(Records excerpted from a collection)
*** Begin section ***
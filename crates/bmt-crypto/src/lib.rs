//! Cryptographic primitives for the Bucket Merkle Tree.
//!
//! Provides domain-separated BLAKE3 hashing for bucket, root and record
//! digests, and Ed25519 keys used to sign write-set producers.
//!
//! All crypto operations wrap established libraries; no custom cryptography.

pub mod hasher;
pub mod signer;

pub use hasher::{ContentHasher, HasherError};
pub use signer::{Signature, SignatureError, SigningKey, VerifyingKey};
use std::path::PathBuf;

use clap::{Args, Parser, Subcommand};

#[derive(Parser)]
#[command(
    name = "bmt",
    about = "Bucket Merkle Tree: root digests and incremental persistence for key/value sets",
    version
)]
pub struct Cli {
    #[command(subcommand)]
    pub command: Command,

    #[arg(short, long, global = true)]
    pub verbose: bool,

    #[arg(long, global = true, default_value = "text")]
    pub format: OutputFormat,

    /// TOML configuration file
    #[arg(long, global = true)]
    pub config: Option<PathBuf>,

    /// Number of bucket slots (overrides the config file)
    #[arg(long, global = true)]
    pub capacity: Option<usize>,
}

#[derive(Clone, Debug, clap::ValueEnum)]
pub enum OutputFormat {
    Text,
    Json,
}

#[derive(Subcommand)]
pub enum Command {
    /// Print the root digest of a write set
    Root(RootArgs),
    /// Persist a write set and print its root
    Commit(CommitArgs),
    /// Look up a key under a committed root
    Get(GetArgs),
    /// Summarize the index committed under a root
    Inspect(InspectArgs),
    /// Print the root digest of a transaction list
    TxRoot(TxRootArgs),
}

#[derive(Args)]
pub struct RootArgs {
    /// JSON object mapping keys to hex-encoded values
    pub write_set: PathBuf,
}

#[derive(Args)]
pub struct CommitArgs {
    pub write_set: PathBuf,
    #[arg(long)]
    pub store: PathBuf,
}

#[derive(Args)]
pub struct GetArgs {
    pub root: String,
    pub key: String,
    #[arg(long)]
    pub store: PathBuf,
}

#[derive(Args)]
pub struct InspectArgs {
    pub root: String,
    #[arg(long)]
    pub store: PathBuf,
}

#[derive(Args)]
pub struct TxRootArgs {
    /// JSON array of transactions
    pub transactions: PathBuf,
    /// Reject the list unless every transaction carries a valid signature
    #[arg(long)]
    pub verify: bool,
    /// Also persist the transactions to this store
    #[arg(long)]
    pub store: Option<PathBuf>,
}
*** End section ***
■ ASSIGNED TASK ■
For the word "true", go through the records and show each line that carries it.

■ REPLY ■
    #[arg(short, long, global = true)]
    #[arg(long, global = true, default_value = "text")]
    #[arg(long, global = true)]
    #[arg(long, global = true)]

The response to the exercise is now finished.